- Opening Delimiter -

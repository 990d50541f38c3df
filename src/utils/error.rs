use thiserror::Error;

#[derive(Error, Debug)]
pub enum PrepError {
    #[error("Fetch failed for {url}: {message}")]
    FetchError { url: String, message: String },

    #[error("Image decode failed: {message}")]
    DecodeError { message: String },

    #[error("Translation to '{target}' failed after {attempts} attempts: {message}")]
    TranslationError {
        target: String,
        attempts: u32,
        message: String,
    },

    #[error("Malformed record at line {line}: {message}")]
    MalformedRecordError { line: usize, message: String },

    #[error("IO error: {0}")]
    IoError(#[from] std::io::Error),

    #[error("HTTP request failed: {0}")]
    ApiError(#[from] reqwest::Error),

    #[error("CSV processing error: {0}")]
    CsvError(#[from] csv::Error),

    #[error("Serialization error: {0}")]
    SerializationError(#[from] serde_json::Error),

    #[error("Storage error: {message}")]
    StorageError { message: String },

    #[error("Configuration error: {message}")]
    ConfigError { message: String },

    #[error("Configuration validation failed for '{field}': {message}")]
    ConfigValidationError { field: String, message: String },

    #[error("Invalid value '{value}' for '{field}': {reason}")]
    InvalidConfigValueError {
        field: String,
        value: String,
        reason: String,
    },

    #[error("Missing required configuration: {field}")]
    MissingConfigError { field: String },

    #[error("Data processing error: {message}")]
    ProcessingError { message: String },
}

pub type Result<T> = std::result::Result<T, PrepError>;

#[derive(Debug, Clone, Copy, PartialEq, Eq)]
pub enum ErrorCategory {
    Network,
    Data,
    External,
    Io,
    Config,
    Internal,
}

#[derive(Debug, Clone, Copy, PartialEq, Eq, PartialOrd, Ord)]
pub enum ErrorSeverity {
    Low,
    Medium,
    High,
    Critical,
}

impl PrepError {
    pub fn category(&self) -> ErrorCategory {
        match self {
            PrepError::FetchError { .. } | PrepError::ApiError(_) => ErrorCategory::Network,
            PrepError::DecodeError { .. }
            | PrepError::MalformedRecordError { .. }
            | PrepError::CsvError(_)
            | PrepError::SerializationError(_) => ErrorCategory::Data,
            PrepError::TranslationError { .. } | PrepError::StorageError { .. } => {
                ErrorCategory::External
            }
            PrepError::IoError(_) => ErrorCategory::Io,
            PrepError::ConfigError { .. }
            | PrepError::ConfigValidationError { .. }
            | PrepError::InvalidConfigValueError { .. }
            | PrepError::MissingConfigError { .. } => ErrorCategory::Config,
            PrepError::ProcessingError { .. } => ErrorCategory::Internal,
        }
    }

    /// Per-record errors are recoverable by resuming; sink and config errors are not.
    pub fn severity(&self) -> ErrorSeverity {
        match self.category() {
            ErrorCategory::Network | ErrorCategory::External => ErrorSeverity::Medium,
            ErrorCategory::Data | ErrorCategory::Config | ErrorCategory::Internal => {
                ErrorSeverity::High
            }
            ErrorCategory::Io => ErrorSeverity::Critical,
        }
    }

    pub fn recovery_suggestion(&self) -> &'static str {
        match self {
            PrepError::FetchError { .. } | PrepError::ApiError(_) => {
                "Check network connectivity, then re-run the same command to resume"
            }
            PrepError::DecodeError { .. } => {
                "The source image is corrupt or unsupported; it will be retried on the next run"
            }
            PrepError::TranslationError { .. } => {
                "Re-run the translate command later to fill the missing languages"
            }
            PrepError::MalformedRecordError { .. } => {
                "Fix or remove the reported line, or run with --malformed skip"
            }
            PrepError::IoError(_) => "Check disk space and permissions of the output paths",
            PrepError::CsvError(_) => "Make sure the input is a headerless two-column TSV file",
            PrepError::SerializationError(_) => "Make sure every input line is a JSON object",
            PrepError::StorageError { .. } => {
                "Check bucket name, credentials and region of the upload target"
            }
            PrepError::ConfigError { .. }
            | PrepError::ConfigValidationError { .. }
            | PrepError::InvalidConfigValueError { .. }
            | PrepError::MissingConfigError { .. } => {
                "Review the configuration file and command line flags"
            }
            PrepError::ProcessingError { .. } => "Re-run with --verbose for more details",
        }
    }

    pub fn user_friendly_message(&self) -> String {
        match self {
            PrepError::MissingConfigError { field } => {
                format!("缺少必要設定: {}", field)
            }
            PrepError::InvalidConfigValueError { field, reason, .. } => {
                format!("設定值錯誤 ({}): {}", field, reason)
            }
            PrepError::MalformedRecordError { line, .. } => {
                format!("輸入檔第 {} 行格式錯誤", line)
            }
            PrepError::IoError(e) => format!("檔案讀寫失敗: {}", e),
            other => other.to_string(),
        }
    }
}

- Closing Delimiter -

**WORK ORDER:** Copy out the whole listing, word for word.

**RESULT OF THE EXERCISE:**
repository 990d50541f38c3df
filename src/utils/error.rs
use thiserror::Error;

#[derive(Error, Debug)]
pub enum PrepError {
    #[error("Fetch failed for {url}: {message}")]
    FetchError { url: String, message: String },

    #[error("Image decode failed: {message}")]
    DecodeError { message: String },

    #[error("Translation to '{target}' failed after {attempts} attempts: {message}")]
    TranslationError {
        target: String,
        attempts: u32,
        message: String,
    },

    #[error("Malformed record at line {line}: {message}")]
    MalformedRecordError { line: usize, message: String },

    #[error("IO error: {0}")]
    IoError(#[from] std::io::Error),

    #[error("HTTP request failed: {0}")]
    ApiError(#[from] reqwest::Error),

    #[error("CSV processing error: {0}")]
    CsvError(#[from] csv::Error),

    #[error("Serialization error: {0}")]
    SerializationError(#[from] serde_json::Error),

    #[error("Storage error: {message}")]
    StorageError { message: String },

    #[error("Configuration error: {message}")]
    ConfigError { message: String },

    #[error("Configuration validation failed for '{field}': {message}")]
    ConfigValidationError { field: String, message: String },

    #[error("Invalid value '{value}' for '{field}': {reason}")]
    InvalidConfigValueError {
        field: String,
        value: String,
        reason: String,
    },

    #[error("Missing required configuration: {field}")]
    MissingConfigError { field: String },

    #[error("Data processing error: {message}")]
    ProcessingError { message: String },
}

pub type Result<T> = std::result::Result<T, PrepError>;

#[derive(Debug, Clone, Copy, PartialEq, Eq)]
pub enum ErrorCategory {
    Network,
    Data,
    External,
    Io,
    Config,
    Internal,
}

#[derive(Debug, Clone, Copy, PartialEq, Eq, PartialOrd, Ord)]
pub enum ErrorSeverity {
    Low,
    Medium,
    High,
    Critical,
}

impl PrepError {
    pub fn category(&self) -> ErrorCategory {
        match self {
            PrepError::FetchError { .. } | PrepError::ApiError(_) => ErrorCategory::Network,
            PrepError::DecodeError { .. }
            | PrepError::MalformedRecordError { .. }
            | PrepError::CsvError(_)
            | PrepError::SerializationError(_) => ErrorCategory::Data,
            PrepError::TranslationError { .. } | PrepError::StorageError { .. } => {
                ErrorCategory::External
            }
            PrepError::IoError(_) => ErrorCategory::Io,
            PrepError::ConfigError { .. }
            | PrepError::ConfigValidationError { .. }
            | PrepError::InvalidConfigValueError { .. }
            | PrepError::MissingConfigError { .. } => ErrorCategory::Config,
            PrepError::ProcessingError { .. } => ErrorCategory::Internal,
        }
    }

    /// Per-record errors are recoverable by resuming; sink and config errors are not.
    pub fn severity(&self) -> ErrorSeverity {
        match self.category() {
            ErrorCategory::Network | ErrorCategory::External => ErrorSeverity::Medium,
            ErrorCategory::Data | ErrorCategory::Config | ErrorCategory::Internal => {
                ErrorSeverity::High
            }
            ErrorCategory::Io => ErrorSeverity::Critical,
        }
    }

    pub fn recovery_suggestion(&self) -> &'static str {
        match self {
            PrepError::FetchError { .. } | PrepError::ApiError(_) => {
                "Check network connectivity, then re-run the same command to resume"
            }
            PrepError::DecodeError { .. } => {
                "The source image is corrupt or unsupported; it will be retried on the next run"
            }
            PrepError::TranslationError { .. } => {
                "Re-run the translate command later to fill the missing languages"
            }
            PrepError::MalformedRecordError { .. } => {
                "Fix or remove the reported line, or run with --malformed skip"
            }
            PrepError::IoError(_) => "Check disk space and permissions of the output paths",
            PrepError::CsvError(_) => "Make sure the input is a headerless two-column TSV file",
            PrepError::SerializationError(_) => "Make sure every input line is a JSON object",
            PrepError::StorageError { .. } => {
                "Check bucket name, credentials and region of the upload target"
            }
            PrepError::ConfigError { .. }
            | PrepError::ConfigValidationError { .. }
            | PrepError::InvalidConfigValueError { .. }
            | PrepError::MissingConfigError { .. } => {
                "Review the configuration file and command line flags"
            }
            PrepError::ProcessingError { .. } => "Re-run with --verbose for more details",
        }
    }

    pub fn user_friendly_message(&self) -> String {
        match self {
            PrepError::MissingConfigError { field } => {
                format!("缺少必要設定: {}", field)
            }
            PrepError::InvalidConfigValueError { field, reason, .. } => {
                format!("設定值錯誤 ({}): {}", field, reason)
            }
            PrepError::MalformedRecordError { line, .. } => {
                format!("輸入檔第 {} 行格式錯誤", line)
            }
            PrepError::IoError(e) => format!("檔案讀寫失敗: {}", e),
            other => other.to_string(),
        }
    }
}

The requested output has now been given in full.